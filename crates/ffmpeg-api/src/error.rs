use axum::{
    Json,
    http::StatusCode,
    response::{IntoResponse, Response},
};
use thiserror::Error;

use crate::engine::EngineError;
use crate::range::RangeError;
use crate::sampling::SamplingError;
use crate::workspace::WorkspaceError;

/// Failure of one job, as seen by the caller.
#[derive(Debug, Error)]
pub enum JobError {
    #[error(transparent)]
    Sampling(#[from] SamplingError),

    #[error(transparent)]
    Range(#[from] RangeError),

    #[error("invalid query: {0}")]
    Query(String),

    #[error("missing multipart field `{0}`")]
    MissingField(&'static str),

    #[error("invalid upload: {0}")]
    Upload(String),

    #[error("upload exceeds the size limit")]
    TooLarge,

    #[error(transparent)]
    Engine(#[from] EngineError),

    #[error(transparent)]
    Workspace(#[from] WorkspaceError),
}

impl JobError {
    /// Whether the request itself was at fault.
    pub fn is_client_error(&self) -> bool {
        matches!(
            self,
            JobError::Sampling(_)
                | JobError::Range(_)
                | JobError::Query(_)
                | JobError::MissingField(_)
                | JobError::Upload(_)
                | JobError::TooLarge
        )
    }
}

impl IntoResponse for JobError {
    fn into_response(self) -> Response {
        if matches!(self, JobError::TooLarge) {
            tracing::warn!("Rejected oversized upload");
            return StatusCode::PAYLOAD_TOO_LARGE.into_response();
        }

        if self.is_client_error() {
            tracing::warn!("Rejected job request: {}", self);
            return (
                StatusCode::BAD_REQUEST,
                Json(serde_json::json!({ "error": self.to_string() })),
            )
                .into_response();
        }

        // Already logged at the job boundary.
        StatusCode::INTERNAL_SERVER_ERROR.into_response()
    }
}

= = =

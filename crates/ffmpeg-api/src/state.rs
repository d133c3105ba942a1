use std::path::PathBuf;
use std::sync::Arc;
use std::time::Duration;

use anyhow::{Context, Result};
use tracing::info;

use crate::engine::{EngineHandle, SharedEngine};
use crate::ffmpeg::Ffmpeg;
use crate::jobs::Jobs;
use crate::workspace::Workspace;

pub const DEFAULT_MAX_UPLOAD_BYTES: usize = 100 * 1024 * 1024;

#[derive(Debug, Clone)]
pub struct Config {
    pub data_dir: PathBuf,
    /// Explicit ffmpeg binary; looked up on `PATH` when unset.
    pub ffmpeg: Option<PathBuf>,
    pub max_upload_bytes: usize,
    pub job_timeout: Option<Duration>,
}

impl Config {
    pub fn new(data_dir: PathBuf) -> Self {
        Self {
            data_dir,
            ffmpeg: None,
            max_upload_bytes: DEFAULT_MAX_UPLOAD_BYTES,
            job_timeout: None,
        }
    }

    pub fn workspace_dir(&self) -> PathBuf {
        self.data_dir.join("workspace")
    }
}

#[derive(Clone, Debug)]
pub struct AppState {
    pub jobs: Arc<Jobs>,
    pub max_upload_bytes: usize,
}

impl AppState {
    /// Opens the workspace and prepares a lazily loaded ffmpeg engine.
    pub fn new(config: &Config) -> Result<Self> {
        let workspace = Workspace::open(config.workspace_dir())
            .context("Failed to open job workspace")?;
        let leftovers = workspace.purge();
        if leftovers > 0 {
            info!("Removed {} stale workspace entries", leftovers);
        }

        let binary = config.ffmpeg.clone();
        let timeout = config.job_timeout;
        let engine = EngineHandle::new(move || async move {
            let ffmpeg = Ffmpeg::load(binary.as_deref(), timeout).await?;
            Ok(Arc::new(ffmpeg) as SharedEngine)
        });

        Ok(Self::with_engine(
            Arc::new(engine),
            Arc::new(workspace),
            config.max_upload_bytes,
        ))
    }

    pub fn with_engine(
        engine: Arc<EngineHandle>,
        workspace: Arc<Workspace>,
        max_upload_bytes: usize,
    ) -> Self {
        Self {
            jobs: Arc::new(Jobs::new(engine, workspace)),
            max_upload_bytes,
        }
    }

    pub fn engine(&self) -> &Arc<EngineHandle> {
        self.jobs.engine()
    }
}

= = =

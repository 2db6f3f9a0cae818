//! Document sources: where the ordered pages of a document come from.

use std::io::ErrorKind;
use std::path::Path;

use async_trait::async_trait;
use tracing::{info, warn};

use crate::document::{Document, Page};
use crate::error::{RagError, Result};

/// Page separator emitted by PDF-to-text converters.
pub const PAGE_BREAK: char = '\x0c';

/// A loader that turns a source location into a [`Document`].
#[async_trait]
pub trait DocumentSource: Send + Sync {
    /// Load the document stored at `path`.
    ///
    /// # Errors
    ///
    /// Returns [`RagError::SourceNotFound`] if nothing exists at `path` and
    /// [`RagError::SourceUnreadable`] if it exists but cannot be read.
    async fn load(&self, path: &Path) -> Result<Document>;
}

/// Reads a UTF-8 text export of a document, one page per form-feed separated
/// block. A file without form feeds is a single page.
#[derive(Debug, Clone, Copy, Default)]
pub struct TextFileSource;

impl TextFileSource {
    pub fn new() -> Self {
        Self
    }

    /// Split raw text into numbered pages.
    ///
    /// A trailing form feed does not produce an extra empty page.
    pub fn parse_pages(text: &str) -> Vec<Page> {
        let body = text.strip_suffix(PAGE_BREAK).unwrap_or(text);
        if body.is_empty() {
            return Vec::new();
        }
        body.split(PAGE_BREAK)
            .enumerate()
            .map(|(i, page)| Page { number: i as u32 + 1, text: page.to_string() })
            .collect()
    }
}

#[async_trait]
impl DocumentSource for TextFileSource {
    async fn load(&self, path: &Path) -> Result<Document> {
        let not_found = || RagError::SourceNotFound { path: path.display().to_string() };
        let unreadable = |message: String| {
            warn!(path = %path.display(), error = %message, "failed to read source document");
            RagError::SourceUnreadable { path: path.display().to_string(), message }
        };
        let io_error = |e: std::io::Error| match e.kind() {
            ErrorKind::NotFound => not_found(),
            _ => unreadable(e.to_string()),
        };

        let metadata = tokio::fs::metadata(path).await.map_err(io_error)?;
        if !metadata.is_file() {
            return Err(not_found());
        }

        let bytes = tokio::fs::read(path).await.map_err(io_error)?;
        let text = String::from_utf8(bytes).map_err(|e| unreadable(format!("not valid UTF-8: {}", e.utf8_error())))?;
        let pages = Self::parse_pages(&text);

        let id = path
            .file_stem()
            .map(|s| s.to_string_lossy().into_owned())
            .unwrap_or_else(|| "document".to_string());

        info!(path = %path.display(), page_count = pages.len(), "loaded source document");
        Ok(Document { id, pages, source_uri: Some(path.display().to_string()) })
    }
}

= = =

Find how many lines of the listing hold "Result" and give the number by itself.

5